Generally thread titles are edited to help:

1) Clarity of the thread.  For example it helps if someone is looking for a recipe to have the thread title indicate that.
2) Spelling.  The search function of the forum isn't very good to start with, it helps to at least spell things correctly.
3) Presentation.  Much like food a thread title can entice viewer, or turn them off.  The titles display differently depending on how you get there (portal, new post search, etc).  If the real gist of the title is at the end of a long one, it might be truncated.

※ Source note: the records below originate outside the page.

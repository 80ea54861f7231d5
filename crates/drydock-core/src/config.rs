//! `drydock.toml` configuration and environment credentials.

use std::path::{Path, PathBuf};
use std::sync::OnceLock;

use regex::Regex;
use secrecy::{ExposeSecret, SecretString};
use serde::{Deserialize, Serialize};

use crate::domain::error::{DrydockError, Result};
use crate::domain::image::{ImageRef, ServiceImageSpec};
use crate::domain::scan::Severity;
use crate::domain::target::DeploymentTarget;
use crate::gate::{GateMode, GatePolicy};
use crate::git::short_revision;
use crate::resource_set::ResourceSet;
use crate::retry::RetryPolicy;

pub const DEFAULT_CONFIG_FILE: &str = "drydock.toml";

pub const ENV_REGISTRY_USER: &str = "DRYDOCK_REGISTRY_USER";
pub const ENV_REGISTRY_TOKEN: &str = "DRYDOCK_REGISTRY_TOKEN";
pub const ENV_KUBECONFIG: &str = "DRYDOCK_KUBECONFIG";
pub const ENV_KUBE_CONTEXT: &str = "DRYDOCK_KUBE_CONTEXT";

fn dns_label() -> &'static Regex {
    static RE: OnceLock<Regex> = OnceLock::new();
    RE.get_or_init(|| {
        Regex::new(r"^[a-z0-9]([-a-z0-9]{0,61}[a-z0-9])?$").expect("static DNS-1123 pattern")
    })
}

/// Reject names that are not DNS-1123 labels (lowercase alphanumerics and
/// '-', at most 63 characters).
pub fn validate_dns_label(kind: &str, value: &str) -> Result<()> {
    if dns_label().is_match(value) {
        Ok(())
    } else {
        Err(DrydockError::config(format!(
            "{kind} name '{value}' is not a valid DNS-1123 label"
        )))
    }
}

// ---------------------------------------------------------------------------
// File sections
// ---------------------------------------------------------------------------

#[derive(Debug, Clone, PartialEq, Serialize, Deserialize)]
#[serde(default, deny_unknown_fields)]
pub struct PipelineSection {
    /// Upper bound on concurrent builds/scans/pushes.
    pub max_parallel: usize,
    /// Directory holding persisted run state.
    pub state_dir: PathBuf,
}

impl Default for PipelineSection {
    fn default() -> Self {
        Self {
            max_parallel: 4,
            state_dir: PathBuf::from(".drydock"),
        }
    }
}

#[derive(Debug, Clone, PartialEq, Serialize, Deserialize)]
#[serde(deny_unknown_fields)]
pub struct RegistrySection {
    /// e.g. `registry.example.com/voting`.
    pub repository_prefix: String,
    /// Tag template; `{revision}` and `{short_revision}` are substituted.
    #[serde(default = "default_tag")]
    pub tag: String,
}

fn default_tag() -> String {
    "latest".to_string()
}

#[derive(Debug, Clone, Copy, PartialEq, Eq, Serialize, Deserialize)]
#[serde(default, deny_unknown_fields)]
pub struct GateSection {
    pub threshold: Severity,
    pub mode: GateMode,
}

impl Default for GateSection {
    fn default() -> Self {
        let policy = GatePolicy::default();
        Self {
            threshold: policy.threshold,
            mode: policy.mode,
        }
    }
}

#[derive(Debug, Clone, Copy, PartialEq, Eq, Serialize, Deserialize)]
#[serde(default, deny_unknown_fields)]
pub struct RolloutSection {
    /// How long to wait for a restarted workload to become healthy.
    pub timeout_secs: u64,
    pub poll_interval_ms: u64,
}

impl Default for RolloutSection {
    fn default() -> Self {
        Self {
            timeout_secs: 300,
            poll_interval_ms: 2_000,
        }
    }
}

#[derive(Debug, Clone, PartialEq, Eq, Serialize, Deserialize)]
#[serde(deny_unknown_fields)]
pub struct ServiceConfig {
    pub name: String,
    /// Build context, relative to the config file.
    pub context: PathBuf,
    #[serde(default)]
    pub dockerfile: Option<PathBuf>,
    /// Overrides `<repository_prefix>/<name>`.
    #[serde(default)]
    pub repository: Option<String>,
}

#[derive(Debug, Clone, PartialEq, Eq, Serialize, Deserialize)]
#[serde(deny_unknown_fields)]
pub struct TargetConfig {
    pub name: String,
    pub endpoint: String,
    pub namespace: String,
    /// Resource-set file, relative to the config file.
    pub resource_set: PathBuf,
}

// ---------------------------------------------------------------------------
// PipelineConfig
// ---------------------------------------------------------------------------

#[derive(Debug, Clone, PartialEq, Serialize, Deserialize)]
#[serde(deny_unknown_fields)]
pub struct PipelineConfig {
    #[serde(default)]
    pub pipeline: PipelineSection,
    pub registry: RegistrySection,
    #[serde(default)]
    pub gate: GateSection,
    #[serde(default)]
    pub retry: RetryPolicy,
    #[serde(default)]
    pub rollout: RolloutSection,
    #[serde(default)]
    pub services: Vec<ServiceConfig>,
    #[serde(default)]
    pub targets: Vec<TargetConfig>,
    /// Directory relative paths are resolved against.
    #[serde(skip)]
    base_dir: PathBuf,
}

/// Per-invocation overrides from the command line.
#[derive(Debug, Clone, Default)]
pub struct ConfigOverrides {
    pub threshold: Option<String>,
    pub mode: Option<String>,
    pub state_dir: Option<PathBuf>,
}

impl PipelineConfig {
    pub fn load(path: &Path) -> Result<Self> {
        let raw = std::fs::read_to_string(path).map_err(|e| {
            DrydockError::config(format!("cannot read config {}: {e}", path.display()))
        })?;
        let mut config = Self::from_toml_str(&raw)?;
        config.base_dir = path
            .parent()
            .map(Path::to_path_buf)
            .unwrap_or_default();
        Ok(config)
    }

    /// Parse and validate. Relative paths resolve against the working directory.
    pub fn from_toml_str(raw: &str) -> Result<Self> {
        let config: Self =
            toml::from_str(raw).map_err(|e| DrydockError::config(format!("malformed config: {e}")))?;
        config.validate()?;
        Ok(config)
    }

    pub fn base_dir(&self) -> &Path {
        &self.base_dir
    }

    pub fn with_base_dir(mut self, dir: impl Into<PathBuf>) -> Self {
        self.base_dir = dir.into();
        self
    }

    fn resolve(&self, path: &Path) -> PathBuf {
        if path.is_absolute() {
            path.to_path_buf()
        } else {
            self.base_dir.join(path)
        }
    }

    pub fn state_dir(&self) -> PathBuf {
        self.resolve(&self.pipeline.state_dir)
    }

    pub fn validate(&self) -> Result<()> {
        if self.registry.repository_prefix.trim().is_empty() {
            return Err(DrydockError::config("registry.repository_prefix is empty"));
        }
        if self.registry.tag.trim().is_empty() {
            return Err(DrydockError::config("registry.tag is empty"));
        }
        if self.pipeline.max_parallel == 0 {
            return Err(DrydockError::config("pipeline.max_parallel must be at least 1"));
        }
        if self.retry.max_attempts == 0 {
            return Err(DrydockError::config("retry.max_attempts must be at least 1"));
        }
        if self.rollout.timeout_secs == 0 || self.rollout.poll_interval_ms == 0 {
            return Err(DrydockError::config(
                "rollout.timeout_secs and rollout.poll_interval_ms must be positive",
            ));
        }

        let mut seen = std::collections::BTreeSet::new();
        for s in &self.services {
            validate_dns_label("service", &s.name)?;
            if !seen.insert(s.name.as_str()) {
                return Err(DrydockError::config(format!(
                    "service '{}' declared twice",
                    s.name
                )));
            }
        }

        let mut names = std::collections::BTreeSet::new();
        let mut namespaces = std::collections::BTreeSet::new();
        for t in &self.targets {
            validate_dns_label("namespace", &t.namespace)?;
            if t.endpoint.trim().is_empty() {
                return Err(DrydockError::config(format!(
                    "target '{}' has an empty endpoint",
                    t.name
                )));
            }
            if !names.insert(t.name.as_str()) || !namespaces.insert(t.namespace.as_str()) {
                return Err(DrydockError::config(format!(
                    "target '{}' ({}) declared twice",
                    t.name, t.namespace
                )));
            }
        }
        Ok(())
    }

    pub fn apply_overrides(&mut self, overrides: &ConfigOverrides) -> Result<()> {
        if let Some(t) = &overrides.threshold {
            self.gate.threshold = t.parse()?;
        }
        if let Some(m) = &overrides.mode {
            self.gate.mode = m.parse()?;
        }
        if let Some(dir) = &overrides.state_dir {
            self.pipeline.state_dir = dir.clone();
        }
        Ok(())
    }

    pub fn gate_policy(&self) -> GatePolicy {
        GatePolicy::new(self.gate.threshold, self.gate.mode)
    }

    pub fn service(&self, name: &str) -> Option<&ServiceConfig> {
        self.services.iter().find(|s| s.name == name)
    }

    pub fn service_names(&self) -> Vec<String> {
        self.services.iter().map(|s| s.name.clone()).collect()
    }

    /// Expand the tag template for a revision.
    pub fn resolve_tag(&self, revision: &str) -> String {
        self.registry
            .tag
            .replace("{short_revision}", short_revision(revision))
            .replace("{revision}", revision)
    }

    /// Build unit for a declared service at `revision`.
    pub fn image_spec(&self, service: &ServiceConfig, revision: &str) -> ServiceImageSpec {
        let repository = service.repository.clone().unwrap_or_else(|| {
            format!(
                "{}/{}",
                self.registry.repository_prefix.trim_end_matches('/'),
                service.name
            )
        });
        ServiceImageSpec {
            name: service.name.clone(),
            context: self.resolve(&service.context),
            dockerfile: service.dockerfile.clone(),
            target: ImageRef::new(repository, self.resolve_tag(revision)),
        }
    }

    /// Look a target up by name or namespace.
    pub fn target(&self, selector: &str) -> Result<&TargetConfig> {
        self.targets
            .iter()
            .find(|t| t.name == selector || t.namespace == selector)
            .ok_or_else(|| DrydockError::config(format!("unknown deployment target '{selector}'")))
    }

    /// The only target, or the one named by `selector`.
    pub fn select_target(&self, selector: Option<&str>) -> Result<&TargetConfig> {
        match (selector, self.targets.as_slice()) {
            (Some(s), _) => self.target(s),
            (None, [only]) => Ok(only),
            (None, []) => Err(DrydockError::config("no deployment targets configured")),
            (None, _) => Err(DrydockError::config(
                "several deployment targets configured; pass --target",
            )),
        }
    }

    /// Load and validate the target's resource set.
    pub fn load_target(&self, target: &TargetConfig) -> Result<DeploymentTarget> {
        let resources = ResourceSet::load(&self.resolve(&target.resource_set))?;
        if resources.namespace != target.namespace {
            return Err(DrydockError::config(format!(
                "resource set for target '{}' is scoped to namespace '{}', expected '{}'",
                target.name, resources.namespace, target.namespace
            )));
        }
        Ok(DeploymentTarget {
            name: target.name.clone(),
            endpoint: target.endpoint.clone(),
            namespace: target.namespace.clone(),
            resources,
        })
    }
}

// ---------------------------------------------------------------------------
// Credentials
// ---------------------------------------------------------------------------

/// Registry login, read from the environment only.
#[derive(Debug, Clone)]
pub struct RegistryCredentials {
    pub username: String,
    pub token: SecretString,
}

impl RegistryCredentials {
    pub fn from_env() -> Result<Self> {
        Self::from_lookup(|k| std::env::var(k).ok())
    }

    pub fn from_lookup(lookup: impl Fn(&str) -> Option<String>) -> Result<Self> {
        let username = required(&lookup, ENV_REGISTRY_USER)?;
        let token = required(&lookup, ENV_REGISTRY_TOKEN)?;
        Ok(Self {
            username,
            token: SecretString::from(token),
        })
    }

    pub fn token(&self) -> &str {
        self.token.expose_secret()
    }
}

/// Cluster access for the runner, read from the environment only.
#[derive(Debug, Clone)]
pub struct ClusterCredentials {
    /// Path to the kubeconfig; treated as a secret reference.
    pub kubeconfig: SecretString,
    pub context: Option<String>,
}

impl ClusterCredentials {
    pub fn from_env() -> Result<Self> {
        Self::from_lookup(|k| std::env::var(k).ok())
    }

    pub fn from_lookup(lookup: impl Fn(&str) -> Option<String>) -> Result<Self> {
        let kubeconfig = required(&lookup, ENV_KUBECONFIG)?;
        Ok(Self {
            kubeconfig: SecretString::from(kubeconfig),
            context: lookup(ENV_KUBE_CONTEXT).filter(|c| !c.trim().is_empty()),
        })
    }

    pub fn kubeconfig_path(&self) -> &str {
        self.kubeconfig.expose_secret()
    }
}

fn required(lookup: &impl Fn(&str) -> Option<String>, key: &str) -> Result<String> {
    match lookup(key) {
        Some(v) if !v.trim().is_empty() => Ok(v),
        _ => Err(DrydockError::config(format!(
            "missing credential: environment variable {key} is not set"
        ))),
    }
}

Generally speaking the moderation team isn't trying to put words in your mouth (fingers) but trying to help make things clearer.


----------



## spork (May 17, 2010)

Thanks, guys, I know I can bounce ideas off you.  Thread titles are often edited, and I understand why.  It's not just one of mine (actually, several), but the practice in general.  1) sometimes we click on a title precisely because it is not clear, and we're curious, 2) spelling... *sigh* both people and machines are struggling to adjust to our new language medium, 3) most of us don't start a thread casually; we decide on a title that we hope will attract replies, sometimes in a very desperate plea for helpful advice.  For the most part, I thank our DC moderators for editing and making the site more accessible to all members' interests.  I want all to recognize though that a single individual's interest, perhaps triggered by a, yes, poorly worded thread title, is equally valid and maybe shouldn't be messed with.

Andy, I loved your recent "started smoking" thread.  As others have noted, for clarity, should I have edited your title to make it more clear that it's not about nicotine?  

Is there a way for us to edit a thread's title, or re-categorize it into another sub-forum?


----------



## Andy M. (May 17, 2010)

You have to be a mod or admin to edit titles.

Spork, my thread was in the "Smoking" section of the Outdoor Cooking forum group.  That should have made it more understandable.  Actually, I was going for a double entendre and it could have been more clearly worded.  

Threads in a general forum cover a much wider range of topics so can be more ambiguous, making the need for a clear topic more important.

One of the site's goals is to make our content more searchable by non-members so they will be more likely to visit and perhaps join.


----------



## spork (May 17, 2010)

Understood.

Andy, the double-take of your title was immediately clear to me.  "I quit" would have been an equally clear title.  I've been wondering...  most of my ignore functions are turned off, but it would be helpful to know from which sub-forum a discussion title originated in our portal page.

More often than not, it's not that our titles and questions are ambiguous, but that the topic spreads across several forums.  Maybe the need for a clearer topic for each thread is not as necessary as we think...


----------



## spork (May 17, 2010)

At the least, I think we should be notified if our thread titles have been edited, and a procedure to contest it spelled out.  Even though I never expect to.


----------